## EXERCISE OBJECTIVE
Beneath this instruction is a block of data; output from it exactly the lines that run from the one containing "repository 0a28a1d70bb12388" through the one containing "repaired (so a", inclusive.

## THE DATA
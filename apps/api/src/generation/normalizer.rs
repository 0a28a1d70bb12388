//! Response Normalizer — turns provisional provider JSON into a `ResumeDocument`.
//!
//! Repair is driven by `schema::RESUME_FIELDS`:
//! - required list absent or not a list → `[]`
//! - required object absent or not an object → `{}`, then repaired (so a
//!   missing `skills` becomes `{ "core": [] }`)
//! - required text absent → `""`
//! - string lists keep strings, stringify numbers/booleans, drop the rest
//! - object lists drop non-object items
//! - optional fields of the wrong type and unknown fields are dropped
//!
//! Pure and idempotent. No bullet-count or length policy lives here.

use serde_json::{Map, Value};
use tracing::warn;

use crate::generation::schema::{FieldKind, FieldSpec, RESUME_FIELDS};
use crate::models::resume::ResumeDocument;

/// Normalizes raw provider output into a strictly typed resume.
pub fn normalize(raw: Value) -> ResumeDocument {
    let repaired = repair(raw);
    match serde_json::from_value(repaired) {
        Ok(resume) => resume,
        Err(e) => {
            // Unreachable while schema and model agree (see tests).
            warn!("Repaired resume did not match the typed model: {e}");
            ResumeDocument::default()
        }
    }
}

/// Schema-driven repair of an untyped value. Exposed for callers that need the
/// repaired JSON rather than the typed document.
pub fn repair(raw: Value) -> Value {
    let input = match raw {
        Value::Object(map) => map,
        _ => Map::new(),
    };
    Value::Object(repair_object(input, RESUME_FIELDS))
}

fn repair_object(mut input: Map<String, Value>, fields: &[FieldSpec]) -> Map<String, Value> {
    let mut output = Map::new();
    for field in fields {
        if let Some(value) = repair_field(field, input.remove(field.name)) {
            output.insert(field.name.to_string(), value);
        }
    }
    output
}

fn repair_field(field: &FieldSpec, value: Option<Value>) -> Option<Value> {
    let repaired = match (field.kind, value) {
        (_, None) | (_, Some(Value::Null)) => None,
        (FieldKind::Text, Some(value)) => scalar_text(value).map(Value::String),
        (FieldKind::TextList, Some(Value::Array(items))) => Some(Value::Array(
            items
                .into_iter()
                .filter_map(scalar_text)
                .map(Value::String)
                .collect(),
        )),
        (FieldKind::Object(inner), Some(Value::Object(map))) => {
            Some(Value::Object(repair_object(map, inner)))
        }
        (FieldKind::ObjectList(inner), Some(Value::Array(items))) => Some(Value::Array(
            items
                .into_iter()
                .filter_map(|item| match item {
                    Value::Object(map) => Some(Value::Object(repair_object(map, inner))),
                    _ => None,
                })
                .collect(),
        )),
        _ => None,
    };

    match repaired {
        Some(value) => Some(value),
        None if field.required => Some(empty_value(field.kind)),
        None => None,
    }
}

fn empty_value(kind: FieldKind) -> Value {
    match kind {
        FieldKind::Text => Value::String(String::new()),
        FieldKind::TextList | FieldKind::ObjectList(_) => Value::Array(Vec::new()),
        FieldKind::Object(inner) => Value::Object(repair_object(Map::new(), inner)),
    }
}

fn scalar_text(value: Value) -> Option<String> {
    match value {
        Value::String(s) => Some(s),
        Value::Number(n) => Some(n.to_string()),
        Value::Bool(b) => Some(b.to_string()),
        _ => None,
    }
}

#[cfg(test)]
mod tests {
    use super::*;
    use crate::generation::testing::sample_resume_json;
    use crate::models::resume::{Contact, EducationEntry, ExperienceEntry, ProjectEntry, Skills};
    use serde_json::json;

    fn renormalize(resume: &ResumeDocument) -> ResumeDocument {
        normalize(serde_json::to_value(resume).unwrap())
    }

    #[test]
    fn test_missing_required_collections_get_empty_defaults() {
        let resume = normalize(json!({
            "name": "Ada",
            "title": "Engineer",
            "summary": "Builds things."
        }));
        assert!(resume.experience.is_empty());
        assert!(resume.skills.core.is_empty());
        assert_eq!(resume.contact, Contact::default());
        assert!(resume.projects.is_none());
    }

    #[test]
    fn test_wrong_typed_required_fields_are_replaced() {
        let repaired = repair(json!({
            "name": "Ada",
            "title": "Engineer",
            "summary": "S",
            "skills": "Rust, Go",
            "experience": {"company": "X"}
        }));
        assert_eq!(repaired["skills"], json!({"core": []}));
        assert_eq!(repaired["experience"], json!([]));
    }

    #[test]
    fn test_skills_without_core_gets_core() {
        let resume = normalize(json!({
            "name": "A", "title": "B", "summary": "C",
            "skills": {"tools": ["Docker"]}
        }));
        assert!(resume.skills.core.is_empty());
        assert_eq!(resume.skills.tools, Some(vec!["Docker".to_string()]));
    }

    #[test]
    fn test_string_lists_hold_only_strings() {
        let resume = normalize(json!({
            "name": "A", "title": "B", "summary": "C",
            "skills": {"core": ["Rust", 42, true, {"nested": "x"}, ["y"], null]},
            "certifications": ["CKA", {"name": "AWS"}]
        }));
        assert_eq!(resume.skills.core, vec!["Rust", "42", "true"]);
        assert_eq!(resume.certifications, Some(vec!["CKA".to_string()]));
    }

    #[test]
    fn test_experience_entries_are_repaired() {
        let resume = normalize(json!({
            "name": "A", "title": "B", "summary": "C",
            "experience": [
                {"company": "Acme", "role": "SRE"},
                "not an entry",
                {"company": "Initech", "role": "Dev", "bullets": ["Shipped v2"], "extra": 1}
            ]
        }));
        assert_eq!(resume.experience.len(), 2);
        assert!(resume.experience[0].bullets.is_empty());
        assert_eq!(resume.experience[1].bullets, vec!["Shipped v2"]);
    }

    #[test]
    fn test_missing_required_text_becomes_empty_string() {
        let resume = normalize(json!({"experience": [{"bullets": ["x"]}]}));
        assert_eq!(resume.name, "");
        assert_eq!(resume.experience[0].company, "");
        assert_eq!(resume.experience[0].role, "");
    }

    #[test]
    fn test_optional_fields_of_wrong_type_are_dropped() {
        let resume = normalize(json!({
            "name": "A", "title": "B", "summary": "C",
            "contact": {"email": "a@b.dev", "phone": ["nope"], "fax": "123"},
            "projects": "none",
            "education": null
        }));
        assert_eq!(resume.contact.email.as_deref(), Some("a@b.dev"));
        assert!(resume.contact.phone.is_none());
        assert!(resume.projects.is_none());
        assert!(resume.education.is_none());
    }

    #[test]
    fn test_non_object_input_yields_empty_document() {
        let resume = normalize(json!(["not", "a", "resume"]));
        assert_eq!(resume, ResumeDocument::default());
    }

    #[test]
    fn test_normalize_is_idempotent() {
        let inputs = vec![
            sample_resume_json(),
            json!({}),
            json!({"skills": null, "experience": [1, {"bullets": [2]}]}),
            json!({"name": 7, "contact": "x", "education": [{"details": ["a", {}]}]}),
        ];
        for input in inputs {
            let once = normalize(input.clone());
            assert_eq!(renormalize(&once), once, "not idempotent for {input}");
        }
    }

    #[test]
    fn test_well_formed_document_passes_through_unchanged() {
        let resume = ResumeDocument {
            name: "Ada Lovelace".to_string(),
            title: "Engineer".to_string(),
            contact: Contact {
                email: Some("ada@example.com".to_string()),
                ..Default::default()
            },
            summary: "Builds engines.".to_string(),
            skills: Skills {
                core: vec!["Rust".to_string()],
                tools: Some(vec!["Git".to_string()]),
                other: None,
            },
            experience: vec![ExperienceEntry {
                company: "Acme".to_string(),
                role: "Engineer".to_string(),
                location: Some("Remote".to_string()),
                start_date: Some("2020".to_string()),
                end_date: None,
                bullets: vec!["Cut latency 40%".to_string()],
            }],
            projects: Some(vec![ProjectEntry {
                name: "Engine".to_string(),
                description: "A difference engine".to_string(),
                bullets: None,
                link: Some("https://example.com".to_string()),
                technologies: Some(vec!["Brass".to_string()]),
            }]),
            education: Some(vec![EducationEntry {
                school: "Home".to_string(),
                degree: Some("BSc".to_string()),
                graduation_date: Some("1835".to_string()),
                details: Some(vec!["Honors".to_string()]),
            }]),
            certifications: Some(vec!["CKA".to_string()]),
        };
        assert_eq!(renormalize(&resume), resume);
    }

    /// Every schema field must survive a serialize → repair cycle of a fully
    /// populated document; a rename on one side only would drop it here.
    #[test]
    fn test_schema_and_model_agree_on_field_names() {
        let full = sample_resume_json();
        let resume = normalize(full.clone());
        let value = serde_json::to_value(&resume).unwrap();
        assert_eq!(value, full);
    }
}
use std::time::Duration;

use thiserror::Error;

/// Failure of a single generate/refine operation. Never carries a partial resume.
#[derive(Debug, Error)]
pub enum GenerationError {
    /// A required text input was blank. The message is user-facing.
    #[error("{0}")]
    MissingInput(String),

    #[error("LLM provider unavailable: {0}")]
    ProviderUnavailable(String),

    #[error("Generation timed out after {}s", .0.as_secs())]
    GenerationTimeout(Duration),

    /// Both tiers returned text that is not a JSON object. `raw` is the
    /// fallback tier's text, kept for operator diagnostics.
    #[error("Model output was not a JSON object ({} bytes)", .raw.len())]
    InvalidModelOutput { raw: String },

    #[error("Malformed resume for refinement: {0}")]
    MalformedRefinementInput(String),
}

## REPLY
repository 0a28a1d70bb12388
//! Response Normalizer — turns provisional provider JSON into a `ResumeDocument`.
//!
//! Repair is driven by `schema::RESUME_FIELDS`:
//! - required list absent or not a list → `[]`
//! - required object absent or not an object → `{}`, then repaired (so a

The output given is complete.